Animais em rodeios: O bandido é o mocinho
2005-04-19
Liderados pela organização não-governamental inglesa WSPA (World Society for the Protection of Animals), ativistas de defesa dos animais produziram milhares de e-mails e mobilizaram manifestações em 15 cidades brasileiras contra o que chamam de glamourização do rodeio. O alvo dos protestos é a novela América, da Rede Globo.
Presentes em diversos fóruns de discussão na Internet, os militantes não falam em outra coisa e acham que podem liderar um boicote nacional à novela de Glória Perez. A autora já recebeu mais de 8 mil mensagens de protesto. Alguns insanos não se contentaram em acusá-la de incentivar a prática de rodeios e apelaram para comentários sobre o assassinato de sua filha, Daniela Perez. Ou seja, perderam a compostura, o respeito e a razão. Aliás, nesse protesto, nunca tiveram nenhuma das três virtudes.
Tentam apenas fazer muito barulho por quase nada. Os touros e cavalos de rodeio são mais bem tratados que muita gente neste país. Mais bem tratados que os cavalos de charretes de Queimados e que muitos burros de carga. Eles fazem parte de um ritual cultural que movimenta o interior do Brasil. As festas de rodeio no estado de São Paulo, por exemplo, são tão freqüentadas quanto os jogos de futebol nas grandes capitais. Aliás, assistir às brigas e maus-tratos que ocorrem entre os animais das torcidas de futebol nos grandes estádios é bem mais torturante e degradante do que observar um touro sacudir um homem por 10 ou 20 segundos. Na verdade, quem sofre são os peões e não os touros! Tentar montar bichos daquele porte não é tarefa simples.
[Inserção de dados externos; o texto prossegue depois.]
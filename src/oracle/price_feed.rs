//! Price feed implementation.
//!
//! This module provides the price source consulted by the collateral ledger:
//! - The [`PriceSource`] interface (signed price plus its precision)
//! - A mutable [`PriceFeed`] stub with a bounded update history

use serde::{Deserialize, Serialize};

use crate::error::Result;
use crate::utils::constants::*;
use crate::utils::validation::validate_decimals;

// ═══════════════════════════════════════════════════════════════════════════════
// PRICE DATA
// ═══════════════════════════════════════════════════════════════════════════════

/// A single price observation.
///
/// `price` is the amount of collateral asset (in `decimals` fixed-point) that
/// one whole unit of the borrowable asset is worth.
#[derive(Debug, Clone, Copy, PartialEq, Eq, Serialize, Deserialize)]
pub struct PriceData {
    /// Signed fixed-point price
    pub price: i128,
    /// Decimal places of `price`
    pub decimals: u8,
    /// Host timestamp when recorded
    pub timestamp: u64,
}

impl PriceData {
    /// Create a new price observation
    pub fn new(price: i128, decimals: u8, timestamp: u64) -> Self {
        Self {
            price,
            decimals,
            timestamp,
        }
    }

    /// Check whether the price is usable by the ledger
    pub fn is_negative(&self) -> bool {
        self.price < 0
    }

    /// Get age of price in seconds
    pub fn age(&self, current_time: u64) -> u64 {
        current_time.saturating_sub(self.timestamp)
    }
}

impl Default for PriceData {
    fn default() -> Self {
        Self {
            price: 0,
            decimals: DEFAULT_PRICE_DECIMALS,
            timestamp: 0,
        }
    }
}

// ═══════════════════════════════════════════════════════════════════════════════
// PRICE SOURCE
// ═══════════════════════════════════════════════════════════════════════════════

/// External price collaborator
pub trait PriceSource {
    /// Latest price and its precision
    fn latest_price(&self) -> PriceData;
}

// ═══════════════════════════════════════════════════════════════════════════════
// PRICE FEED
// ═══════════════════════════════════════════════════════════════════════════════

/// Mutable price stub
#[derive(Debug, Clone, Serialize, Deserialize)]
pub struct PriceFeed {
    /// Current price
    current: PriceData,
    /// Previous price (for change detection)
    previous: PriceData,
    /// Price history
    history: Vec<PriceData>,
    /// Maximum history size
    max_history: usize,
}

impl Default for PriceFeed {
    fn default() -> Self {
        Self {
            current: PriceData::default(),
            previous: PriceData::default(),
            history: Vec::new(),
            max_history: 100,
        }
    }
}

impl PriceFeed {
    /// Create a feed with an initial price
    pub fn new(price: i128, decimals: u8) -> Result<Self> {
        validate_decimals(decimals, "price_decimals")?;
        let initial = PriceData::new(price, decimals, 0);
        Ok(Self {
            current: initial,
            previous: initial,
            history: vec![initial],
            ..Self::default()
        })
    }

    /// Set a new price. Negative prices are stored as-is; the ledger rejects them.
    pub fn set_price(&mut self, price: i128, timestamp: u64) {
        let data = PriceData::new(price, self.current.decimals, timestamp);
        self.previous = self.current;
        self.current = data;
        self.history.push(data);
        if self.history.len() > self.max_history {
            self.history.remove(0);
        }
        tracing::debug!(price, timestamp, "price updated");
    }

    /// Get previous price
    pub fn previous_price(&self) -> &PriceData {
        &self.previous
    }

    /// Recorded history, oldest first
    pub fn history(&self) -> &[PriceData] {
        &self.history
    }

    /// Get price change in basis points relative to the previous observation
    pub fn price_change_bps(&self) -> i128 {
        if self.previous.price == 0 {
            return 0;
        }
        (self.current.price - self.previous.price) * BPS_DIVISOR as i128 / self.previous.price
    }
}

impl PriceSource for PriceFeed {
    fn latest_price(&self) -> PriceData {
        self.current
    }
}

#[cfg(test)]
mod tests {
    use super::*;

    #[test]
    fn test_set_price_tracks_previous() {
        let mut feed = PriceFeed::new(500, 18).unwrap();
        feed.set_price(1000, 10);

        assert_eq!(feed.latest_price().price, 1000);
        assert_eq!(feed.latest_price().decimals, 18);
        assert_eq!(feed.previous_price().price, 500);
        assert_eq!(feed.price_change_bps(), 10_000);
    }

    #[test]
    fn test_negative_price_is_stored() {
        let mut feed = PriceFeed::new(500, 8).unwrap();
        feed.set_price(-1, 1);
        assert!(feed.latest_price().is_negative());
    }

    #[test]
    fn test_history_is_bounded() {
        let mut feed = PriceFeed::new(1, 8).unwrap();
        for i in 0..150 {
            feed.set_price(i, i as u64);
        }
        assert_eq!(feed.history().len(), 100);
        assert_eq!(feed.history().last().unwrap().price, 149);
    }

    #[test]
    fn test_rejects_oversized_decimals() {
        assert!(PriceFeed::new(1, 39).is_err());
    }
}
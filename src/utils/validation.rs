//! Input validation utilities for flashliq.
//!
//! This module provides validation functions to ensure inputs meet
//! protocol requirements before processing.

use crate::error::{Error, Result};
use crate::utils::address::Address;
use crate::utils::constants::*;

// ═══════════════════════════════════════════════════════════════════════════════
// AMOUNT VALIDATION
// ═══════════════════════════════════════════════════════════════════════════════

/// Validate that an amount is non-zero
pub fn validate_non_zero(amount: u128) -> Result<()> {
    if amount == 0 {
        return Err(Error::ZeroAmount);
    }
    Ok(())
}

// ═══════════════════════════════════════════════════════════════════════════════
// PARAMETER VALIDATION
// ═══════════════════════════════════════════════════════════════════════════════

/// Validate a loan-to-value ratio: `0 < ltv_bps <= 10000`
pub fn validate_ltv(ltv_bps: u64) -> Result<()> {
    if ltv_bps == 0 || ltv_bps > MAX_LTV_BPS {
        return Err(Error::InvalidParameter {
            name: "ltv_bps".into(),
            reason: format!("must be in (0, {}], got {}", MAX_LTV_BPS, ltv_bps),
        });
    }
    Ok(())
}

/// Validate an asset or price precision
pub fn validate_decimals(decimals: u8, name: &str) -> Result<()> {
    if decimals > MAX_DECIMALS {
        return Err(Error::InvalidParameter {
            name: name.into(),
            reason: format!("{} decimals exceeds maximum {}", decimals, MAX_DECIMALS),
        });
    }
    Ok(())
}

/// Validate that a price is non-negative and return it unsigned
pub fn validate_price(price: i128) -> Result<u128> {
    u128::try_from(price).map_err(|_| Error::InvalidPrice(price))
}

/// Validate that two venue assets differ
pub fn validate_asset_pair(token0: &Address, token1: &Address) -> Result<()> {
    if token0 == token1 {
        return Err(Error::InvalidParameter {
            name: "asset_pair".into(),
            reason: format!("both sides are {}", token0),
        });
    }
    Ok(())
}

#[cfg(test)]
mod tests {
    use super::*;

    #[test]
    fn test_validate_non_zero() {
        assert!(validate_non_zero(1).is_ok());
        assert_eq!(validate_non_zero(0), Err(Error::ZeroAmount));
    }

    #[test]
    fn test_validate_ltv() {
        assert!(validate_ltv(1).is_ok());
        assert!(validate_ltv(DEFAULT_LTV_BPS).is_ok());
        assert!(validate_ltv(MAX_LTV_BPS).is_ok());
        assert!(validate_ltv(0).is_err());
        assert!(validate_ltv(MAX_LTV_BPS + 1).is_err());
    }

    #[test]
    fn test_validate_price() {
        assert_eq!(validate_price(0).unwrap(), 0);
        assert_eq!(validate_price(2000).unwrap(), 2000);
        assert_eq!(validate_price(-1), Err(Error::InvalidPrice(-1)));
    }

    #[test]
    fn test_validate_asset_pair() {
        let a = Address::from_label("a");
        let b = Address::from_label("b");
        assert!(validate_asset_pair(&a, &b).is_ok());
        assert!(validate_asset_pair(&a, &a).is_err());
    }
}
O rodeio é mais uma forma que o homem encontrou de testar seus limites. O Touro Bandido, um dos protagonistas da novela de Glória Perez, é um mito. O bicho brilha em arenas de todo o Brasil, desafiando a coragem e bravura de peões brasileiros e estrangeiros. Para garantir excelentes desempenhos dentro da arena, Bandido tem espaço para se locomover, além de uma maratona de exercícios diários. A alimentação do touro é composta por capim, silagem e ração elaborada especialmente para touros, rica em proteína, energia e vitamina. Pergunto: Será que ele sofre mais que milhares de galinhas que morrem degoladas para suprir o mercado alimentício?
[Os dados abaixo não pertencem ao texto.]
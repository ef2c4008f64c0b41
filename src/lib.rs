//! # flashliq
//!
//! A collateralized-lending and liquidation pipeline built from three
//! coupled primitives:
//!
//! - **Collateral ledger**: per-account deposits and debt, enforcing a
//!   loan-to-value solvency invariant against an external price feed
//! - **Constant-product exchange**: a two-asset pool whose reserve product
//!   never decreases across swaps
//! - **Liquidation orchestrator**: flash-borrows a position's debt, repays
//!   it through the ledger, sells the seized collateral on the exchange and
//!   keeps the spread, all in one atomic operation
//!
//! ## Architecture
//!
//! - **Core**: asset ledgers, the collateral ledger and the exchange
//! - **Oracle**: the price source interface and a mutable feed
//! - **Liquidation**: flash-liquidity pool and the orchestrator
//! - **Protocol**: operations, events and the transactional state machine
//!
//! ## Example
//!
//! ```rust,ignore
//! use flashliq::prelude::*;
//!
//! let mut sm = ProtocolStateMachine::new(ProtocolParams::default(), Deployment::default(), price)?;
//! sm.execute(ProtocolOperation::Deposit { caller: alice, amount })?;
//! let preview = sm.preview_liquidation(&alice)?;
//! ```

#![forbid(unsafe_code)]
#![warn(
    rust_2018_idioms,
    trivial_casts,
    unused_lifetimes,
    unused_qualifications
)]

pub mod cli;
pub mod core;
pub mod error;
pub mod liquidation;
pub mod oracle;
pub mod protocol;
pub mod utils;

/// Prelude module for convenient imports
pub mod prelude {
    pub use crate::core::{
        config::{Deployment, ProtocolParams},
        exchange::ConstantProductExchange,
        ledger::{CollateralLedger, Position, PositionHealth},
        token::{Asset, AssetRegistry, TokenLedger},
    };
    pub use crate::error::{Error, Result};
    pub use crate::liquidation::{
        flash_pool::{FlashBorrower, FlashLender, FlashPool},
        orchestrator::{LiquidationOrchestrator, LiquidationPreview, OrchestratorState},
    };
    pub use crate::oracle::{PriceData, PriceFeed, PriceSource};
    pub use crate::protocol::{
        events::{EventLog, ProtocolEvent},
        operations::{AssetKind, OperationResult, ProtocolOperation, Spender},
        state_machine::{ProtocolState, ProtocolStateMachine},
    };
    pub use crate::utils::address::Address;
}

/// Protocol version
pub const VERSION: &str = env!("CARGO_PKG_VERSION");

/// Protocol name
pub const PROTOCOL_NAME: &str = "flashliq";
Se a questão dos ativistas for baseada em maus-tratos ou tortura, acredito que eles tenham que reavaliar alguns pontos antes de sair berrando pelas ruas. Somos todos atores coadjuvantes de atos de crueldade bem mais assustadores do que as maldades que querem impingir aos personagens e sua criadora. Exemplo: O que é a pesca? Um homem crava um anzol de metal na boca de um peixe, puxa ele para fora da água e espera-o tremelicar até morrer. Depois, ele esquece que foi covarde e coloca o peixe assado sobre a mesa. Mas, como o peixe foi feito para ser comido, o pescador está absolvido. Pior que isso é a prática do pesque e solte. O sujeito pesca o peixe para admirá-lo, fotografá-lo e devolvê-lo à água. De acordo com os praticantes do hábito, o bicho é devolvido ao mar ou rio em perfeitas condições de sobrevivência. Mas poucos sabem que depois de espetado por um anzol, o peixe pode morrer lentamente, por inúmeras razões.
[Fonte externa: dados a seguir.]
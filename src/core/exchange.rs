//! Constant-product exchange.
//!
//! A two-asset pool whose reserves keep `reserve0 * reserve1` from
//! decreasing across swaps. Liquidity providers hold shares; the first
//! provider receives `amount0 * amount1` shares and later providers mint
//! pro rata at the exact reserve ratio. Swaps charge no fee.
//!
//! Shares and the reserve product are 256-bit, since the product of two
//! 18-decimal amounts does not fit in `u128`.

use serde::{Deserialize, Serialize};
use std::collections::BTreeMap;
use tracing::info;

use crate::core::token::AssetRegistry;
use crate::error::{Error, Result};
use crate::protocol::events::{EventLog, ProtocolEvent};
use crate::utils::address::Address;
use crate::utils::math::*;
use crate::utils::validation::*;

// ═══════════════════════════════════════════════════════════════════════════════
// SWAP DIRECTION
// ═══════════════════════════════════════════════════════════════════════════════

/// Which side of the pool is being sold
#[derive(Debug, Clone, Copy, PartialEq, Eq, Serialize, Deserialize)]
pub enum SwapSide {
    /// Sell asset 0 for asset 1
    Zero,
    /// Sell asset 1 for asset 0
    One,
}

// ═══════════════════════════════════════════════════════════════════════════════
// EXCHANGE
// ═══════════════════════════════════════════════════════════════════════════════

/// Constant-product liquidity pool over two assets
#[derive(Debug, Clone, Serialize, Deserialize)]
pub struct ConstantProductExchange {
    address: Address,
    token0: Address,
    token1: Address,
    reserve0: u128,
    reserve1: u128,
    total_shares: U256,
    shares: BTreeMap<Address, U256>,
}

impl ConstantProductExchange {
    /// Create an empty, uninitialized pool
    pub fn new(address: Address, token0: Address, token1: Address) -> Result<Self> {
        validate_asset_pair(&token0, &token1)?;
        Ok(Self {
            address,
            token0,
            token1,
            reserve0: 0,
            reserve1: 0,
            total_shares: U256::zero(),
            shares: BTreeMap::new(),
        })
    }

    /// Pool address (custodian of both reserves)
    pub fn address(&self) -> Address {
        self.address
    }

    /// Asset 0
    pub fn token0(&self) -> Address {
        self.token0
    }

    /// Asset 1
    pub fn token1(&self) -> Address {
        self.token1
    }

    /// Current `(reserve0, reserve1)`
    pub fn reserves(&self) -> (u128, u128) {
        (self.reserve0, self.reserve1)
    }

    /// Outstanding shares
    pub fn total_shares(&self) -> U256 {
        self.total_shares
    }

    /// Shares held by `provider`
    pub fn shares_of(&self, provider: &Address) -> U256 {
        self.shares.get(provider).copied().unwrap_or_default()
    }

    /// Whether liquidity has been seeded
    pub fn is_initialized(&self) -> bool {
        !self.total_shares.is_zero()
    }

    /// `reserve0 * reserve1`
    pub fn invariant(&self) -> U256 {
        wide_mul(self.reserve0, self.reserve1)
    }

    /// Side of the pool that `asset` trades on
    pub fn side_of(&self, asset: &Address) -> Result<SwapSide> {
        if *asset == self.token0 {
            Ok(SwapSide::Zero)
        } else if *asset == self.token1 {
            Ok(SwapSide::One)
        } else {
            Err(Error::UnknownAsset(*asset))
        }
    }

    // ═══════════════════════════════════════════════════════════════════════════
    // QUOTES
    // ═══════════════════════════════════════════════════════════════════════════

    /// Asset 1 received for selling `amount0`
    pub fn quote_sell0(&self, amount0: u128) -> Result<u128> {
        self.ensure_initialized()?;
        constant_product_out(amount0, self.reserve0, self.reserve1)
    }

    /// Asset 0 received for selling `amount1`
    pub fn quote_sell1(&self, amount1: u128) -> Result<u128> {
        self.ensure_initialized()?;
        constant_product_out(amount1, self.reserve1, self.reserve0)
    }

    /// Output for selling `amount` of `asset`
    pub fn quote_sell(&self, asset: &Address, amount: u128) -> Result<u128> {
        match self.side_of(asset)? {
            SwapSide::Zero => self.quote_sell0(amount),
            SwapSide::One => self.quote_sell1(amount),
        }
    }

    /// Counterpart amount and shares for minting with `amount0`.
    ///
    /// Fails with `ProportionMismatch` when no integer `amount1` matches the
    /// reserve ratio exactly.
    pub fn quote_mint(&self, amount0: u128) -> Result<(u128, U256)> {
        self.ensure_initialized()?;
        let scaled = wide_mul(amount0, self.reserve1);
        let amount1 = narrow(wide_div(scaled, U256::from(self.reserve0))?, || {
            format!("{} * {} / {}", amount0, self.reserve1, self.reserve0)
        })?;
        if wide_mul(amount1, self.reserve0) != scaled {
            return Err(self.mismatch(amount0, amount1));
        }
        Ok((amount1, self.shares_for(amount0)?))
    }

    /// Assets paid out for burning `shares`
    pub fn quote_burn(&self, shares: U256) -> Result<(u128, u128)> {
        self.ensure_initialized()?;
        Ok((
            self.pro_rata(self.reserve0, shares)?,
            self.pro_rata(self.reserve1, shares)?,
        ))
    }

    // ═══════════════════════════════════════════════════════════════════════════
    // LIQUIDITY
    // ═══════════════════════════════════════════════════════════════════════════

    /// Seed the pool. Shares minted are `amount0 * amount1`.
    pub fn initialize(
        &mut self,
        assets: &mut AssetRegistry,
        events: &mut EventLog,
        caller: Address,
        amount0: u128,
        amount1: u128,
    ) -> Result<U256> {
        if self.is_initialized() {
            return Err(Error::AlreadyInitialized);
        }
        validate_non_zero(amount0)?;
        validate_non_zero(amount1)?;
        let shares = wide_mul(amount0, amount1);

        self.reserve0 = amount0;
        self.reserve1 = amount1;
        self.total_shares = shares;
        self.shares.insert(caller, shares);

        assets.transfer_from(&self.token0, self.address, caller, self.address, amount0)?;
        assets.transfer_from(&self.token1, self.address, caller, self.address, amount1)?;

        info!(provider = %caller.short(), amount0, amount1, %shares, "exchange initialized");
        events.push(ProtocolEvent::Initialized {
            provider: caller,
            amount0,
            amount1,
            shares,
        });
        Ok(shares)
    }

    /// Add liquidity at exactly the current reserve ratio
    pub fn mint(
        &mut self,
        assets: &mut AssetRegistry,
        events: &mut EventLog,
        caller: Address,
        amount0: u128,
        amount1: u128,
    ) -> Result<U256> {
        self.ensure_initialized()?;
        if wide_mul(amount0, self.reserve1) != wide_mul(amount1, self.reserve0) {
            return Err(self.mismatch(amount0, amount1));
        }
        let shares = self.shares_for(amount0)?;
        if shares.is_zero() {
            return Err(Error::ZeroAmount);
        }

        self.reserve0 = safe_add(self.reserve0, amount0)?;
        self.reserve1 = safe_add(self.reserve1, amount1)?;
        self.total_shares = wide_add(self.total_shares, shares)?;
        let held = wide_add(self.shares_of(&caller), shares)?;
        self.shares.insert(caller, held);

        assets.transfer_from(&self.token0, self.address, caller, self.address, amount0)?;
        assets.transfer_from(&self.token1, self.address, caller, self.address, amount1)?;

        info!(provider = %caller.short(), amount0, amount1, %shares, "liquidity minted");
        events.push(ProtocolEvent::Mint {
            provider: caller,
            amount0,
            amount1,
            shares,
        });
        Ok(shares)
    }

    /// Remove liquidity pro rata. Returns `(amount0, amount1)` paid out.
    pub fn burn(
        &mut self,
        assets: &mut AssetRegistry,
        events: &mut EventLog,
        caller: Address,
        shares: U256,
    ) -> Result<(u128, u128)> {
        if shares.is_zero() {
            return Err(Error::ZeroAmount);
        }
        let held = wide_sub(self.shares_of(&caller), shares)?;
        let (amount0, amount1) = self.quote_burn(shares)?;

        self.reserve0 = safe_sub(self.reserve0, amount0)?;
        self.reserve1 = safe_sub(self.reserve1, amount1)?;
        self.total_shares = wide_sub(self.total_shares, shares)?;
        if held.is_zero() {
            self.shares.remove(&caller);
        } else {
            self.shares.insert(caller, held);
        }

        assets.transfer(&self.token0, self.address, caller, amount0)?;
        assets.transfer(&self.token1, self.address, caller, amount1)?;

        info!(provider = %caller.short(), %shares, amount0, amount1, "liquidity burned");
        events.push(ProtocolEvent::Burn {
            provider: caller,
            shares,
            amount0,
            amount1,
        });
        Ok((amount0, amount1))
    }

    // ═══════════════════════════════════════════════════════════════════════════
    // SWAPS
    // ═══════════════════════════════════════════════════════════════════════════

    /// Sell `amount0` of asset 0; returns asset 1 paid out
    pub fn sell0(
        &mut self,
        assets: &mut AssetRegistry,
        events: &mut EventLog,
        caller: Address,
        amount0: u128,
    ) -> Result<u128> {
        let amount1_out = self.swap(assets, caller, SwapSide::Zero, amount0)?;
        events.push(ProtocolEvent::Sell0 {
            trader: caller,
            amount0_in: amount0,
            amount1_out,
        });
        Ok(amount1_out)
    }

    /// Sell `amount1` of asset 1; returns asset 0 paid out
    pub fn sell1(
        &mut self,
        assets: &mut AssetRegistry,
        events: &mut EventLog,
        caller: Address,
        amount1: u128,
    ) -> Result<u128> {
        let amount0_out = self.swap(assets, caller, SwapSide::One, amount1)?;
        events.push(ProtocolEvent::Sell1 {
            trader: caller,
            amount1_in: amount1,
            amount0_out,
        });
        Ok(amount0_out)
    }

    /// Sell `amount` of whichever pool asset `asset` names
    pub fn sell(
        &mut self,
        assets: &mut AssetRegistry,
        events: &mut EventLog,
        caller: Address,
        asset: &Address,
        amount: u128,
    ) -> Result<u128> {
        match self.side_of(asset)? {
            SwapSide::Zero => self.sell0(assets, events, caller, amount),
            SwapSide::One => self.sell1(assets, events, caller, amount),
        }
    }

    // ═══════════════════════════════════════════════════════════════════════════
    // INTERNAL
    // ═══════════════════════════════════════════════════════════════════════════

    /// Reserves are read and rewritten before either transfer runs
    fn swap(
        &mut self,
        assets: &mut AssetRegistry,
        caller: Address,
        side: SwapSide,
        amount_in: u128,
    ) -> Result<u128> {
        validate_non_zero(amount_in)?;
        self.ensure_initialized()?;

        let (token_in, token_out, reserve_in, reserve_out) = match side {
            SwapSide::Zero => (self.token0, self.token1, self.reserve0, self.reserve1),
            SwapSide::One => (self.token1, self.token0, self.reserve1, self.reserve0),
        };
        let amount_out = constant_product_out(amount_in, reserve_in, reserve_out)?;
        let new_in = safe_add(reserve_in, amount_in)?;
        let new_out = safe_sub(reserve_out, amount_out)?;

        match side {
            SwapSide::Zero => {
                self.reserve0 = new_in;
                self.reserve1 = new_out;
            }
            SwapSide::One => {
                self.reserve1 = new_in;
                self.reserve0 = new_out;
            }
        }

        assets.transfer_from(&token_in, self.address, caller, self.address, amount_in)?;
        assets.transfer(&token_out, self.address, caller, amount_out)?;

        info!(
            trader = %caller.short(),
            ?side,
            amount_in,
            amount_out,
            reserve0 = self.reserve0,
            reserve1 = self.reserve1,
            "swap executed"
        );
        Ok(amount_out)
    }

    /// `total_shares * amount0 / reserve0`
    fn shares_for(&self, amount0: u128) -> Result<U256> {
        let scaled = wide_checked_mul(self.total_shares, U256::from(amount0))?;
        wide_div(scaled, U256::from(self.reserve0))
    }

    /// `reserve * shares / total_shares`, at most `reserve` for held shares
    fn pro_rata(&self, reserve: u128, shares: U256) -> Result<u128> {
        let scaled = wide_checked_mul(U256::from(reserve), shares)?;
        narrow(wide_div(scaled, self.total_shares)?, || {
            format!("{} * {} / {}", reserve, shares, self.total_shares)
        })
    }

    fn ensure_initialized(&self) -> Result<()> {
        if self.is_initialized() {
            Ok(())
        } else {
            Err(Error::NotInitialized)
        }
    }

    fn mismatch(&self, amount0: u128, amount1: u128) -> Error {
        Error::ProportionMismatch {
            amount0,
            amount1,
            reserve0: self.reserve0,
            reserve1: self.reserve1,
        }
    }
}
O fato é que nós incentivamos, mesmo que indiretamente, a matança e o confinamento de animais que nos servem de alimento. O gado é confinado e abatido a pauladas. Talvez em frigoríficos mais requintados, com tecnologia de última geração, o processo seja até mais limpinho. No entanto, homens de jaleco e touca branca na cabeça só servem para aliviar o cenário, não a dor dos animais. Na mesa de um restaurante, ninguém pensa nisso. Todos nós saboreamos a carne de diversos animais tendo a certeza de que eles foram criados para virar comida de gente e ponto. Se antes de serem abatidos os touros tivessem direito a um último pedido, sem dúvida alguma, depois de assistir América, ele seria: Eu quero ser da família do Touro Bandido. Quero ser tratado a pão-de-ló e brincar de sacudir gente.(O Eco, 18/04)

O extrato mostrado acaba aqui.